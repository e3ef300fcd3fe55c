#![deny(unsafe_code)]

use std::collections::BTreeMap;
use std::path::Path;

use serde::{Deserialize, Serialize};
use tracing::debug;

use psp_xml::{NamespaceContext, XPath};

use crate::definition::{ElementSpec, ExpectedElementDefinition};
use crate::error::ProfileError;

pub const METADATA_PROFILE_SCHEMA: &str = "psp-validator.metadata-profile";
pub const METADATA_PROFILE_SCHEMA_VERSION: u32 = 1;

#[derive(Debug, Clone, Serialize, Deserialize)]
#[serde(deny_unknown_fields)]
pub struct ProfileFile {
    pub profile: ProfileHeader,
    #[serde(default)]
    pub namespaces: BTreeMap<String, String>,
    pub root: ElementSpec,
}

#[derive(Debug, Clone, Serialize, Deserialize)]
#[serde(deny_unknown_fields)]
pub struct ProfileHeader {
    pub schema: String,
    pub schema_version: u32,
    pub name: String,
    #[serde(default)]
    pub description: Option<String>,
}

/// A declarative description of the expected structure of one XML document.
#[derive(Debug, Clone)]
pub struct MetadataProfile {
    pub name: String,
    pub description: Option<String>,
    pub namespaces: NamespaceContext,
    pub root: ExpectedElementDefinition,
    root_xpath: XPath,
}

impl MetadataProfile {
    pub fn load(path: &Path) -> Result<Self, ProfileError> {
        let contents = std::fs::read_to_string(path).map_err(|e| ProfileError::io(path, e))?;
        let file: ProfileFile = toml::from_str(&contents).map_err(|e| ProfileError::Toml {
            path: path.to_path_buf(),
            source: e,
        })?;
        let profile = Self::from_file(&file)?;
        debug!(profile = %profile.name, path = %path.display(), "loaded metadata profile");
        Ok(profile)
    }

    pub fn from_toml_str(contents: &str) -> Result<Self, ProfileError> {
        let file: ProfileFile =
            toml::from_str(contents).map_err(|source| ProfileError::Syntax { source })?;
        Self::from_file(&file)
    }

    pub fn from_file(file: &ProfileFile) -> Result<Self, ProfileError> {
        validate_header(&file.profile)?;
        let namespaces: NamespaceContext = file
            .namespaces
            .iter()
            .map(|(prefix, uri)| (prefix.clone(), uri.clone()))
            .collect();
        let root = ExpectedElementDefinition::compile(&file.root, &namespaces)?;
        let root_xpath = XPath::compile(&format!("/{}", root.relative_xpath()), &namespaces)?;
        Ok(Self {
            name: file.profile.name.clone(),
            description: file.profile.description.clone(),
            namespaces,
            root,
            root_xpath,
        })
    }

    /// Absolute XPath of the root element, e.g. `/mods:modsCollection`.
    pub fn root_xpath(&self) -> &XPath {
        &self.root_xpath
    }
}

fn validate_header(header: &ProfileHeader) -> Result<(), ProfileError> {
    if header.schema != METADATA_PROFILE_SCHEMA {
        return Err(ProfileError::InvalidHeader {
            message: format!("unsupported schema: {}", header.schema),
        });
    }
    if header.schema_version != METADATA_PROFILE_SCHEMA_VERSION {
        return Err(ProfileError::InvalidHeader {
            message: format!("unsupported schema_version: {}", header.schema_version),
        });
    }
    if header.name.trim().is_empty() {
        return Err(ProfileError::InvalidHeader {
            message: "profile name is empty".to_string(),
        });
    }
    Ok(())
}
----------------------------------------
WORK ORDER |
Word for word, transcribe all of the material.

SOLUTION FOR THIS PROBLEM |
repository e3ef300fcd3fe55c
#![deny(unsafe_code)]

use std::collections::BTreeMap;
use std::path::Path;

use serde::{Deserialize, Serialize};
use tracing::debug;

use psp_xml::{NamespaceContext, XPath};

use crate::definition::{ElementSpec, ExpectedElementDefinition};
use crate::error::ProfileError;

pub const METADATA_PROFILE_SCHEMA: &str = "psp-validator.metadata-profile";
pub const METADATA_PROFILE_SCHEMA_VERSION: u32 = 1;

#[derive(Debug, Clone, Serialize, Deserialize)]
#[serde(deny_unknown_fields)]
pub struct ProfileFile {
    pub profile: ProfileHeader,
    #[serde(default)]
    pub namespaces: BTreeMap<String, String>,
    pub root: ElementSpec,
}

#[derive(Debug, Clone, Serialize, Deserialize)]
#[serde(deny_unknown_fields)]
pub struct ProfileHeader {
    pub schema: String,
    pub schema_version: u32,
    pub name: String,
    #[serde(default)]
    pub description: Option<String>,
}

/// A declarative description of the expected structure of one XML document.
#[derive(Debug, Clone)]
pub struct MetadataProfile {
    pub name: String,
    pub description: Option<String>,
    pub namespaces: NamespaceContext,
    pub root: ExpectedElementDefinition,
    root_xpath: XPath,
}

impl MetadataProfile {
    pub fn load(path: &Path) -> Result<Self, ProfileError> {
        let contents = std::fs::read_to_string(path).map_err(|e| ProfileError::io(path, e))?;
        let file: ProfileFile = toml::from_str(&contents).map_err(|e| ProfileError::Toml {
            path: path.to_path_buf(),
            source: e,
        })?;
        let profile = Self::from_file(&file)?;
        debug!(profile = %profile.name, path = %path.display(), "loaded metadata profile");
        Ok(profile)
    }

    pub fn from_toml_str(contents: &str) -> Result<Self, ProfileError> {
        let file: ProfileFile =
            toml::from_str(contents).map_err(|source| ProfileError::Syntax { source })?;
        Self::from_file(&file)
    }

    pub fn from_file(file: &ProfileFile) -> Result<Self, ProfileError> {
        validate_header(&file.profile)?;
        let namespaces: NamespaceContext = file
            .namespaces
            .iter()
            .map(|(prefix, uri)| (prefix.clone(), uri.clone()))
            .collect();
        let root = ExpectedElementDefinition::compile(&file.root, &namespaces)?;
        let root_xpath = XPath::compile(&format!("/{}", root.relative_xpath()), &namespaces)?;
        Ok(Self {
            name: file.profile.name.clone(),
            description: file.profile.description.clone(),
            namespaces,
            root,
            root_xpath,
        })
    }

    /// Absolute XPath of the root element, e.g. `/mods:modsCollection`.
    pub fn root_xpath(&self) -> &XPath {
        &self.root_xpath
    }
}

fn validate_header(header: &ProfileHeader) -> Result<(), ProfileError> {
    if header.schema != METADATA_PROFILE_SCHEMA {
        return Err(ProfileError::InvalidHeader {
            message: format!("unsupported schema: {}", header.schema),
        });
    }
    if header.schema_version != METADATA_PROFILE_SCHEMA_VERSION {
        return Err(ProfileError::InvalidHeader {
            message: format!("unsupported schema_version: {}", header.schema_version),
        });
    }
    if header.name.trim().is_empty() {
        return Err(ProfileError::InvalidHeader {
            message: "profile name is empty".to_string(),
        });
    }
    Ok(())
}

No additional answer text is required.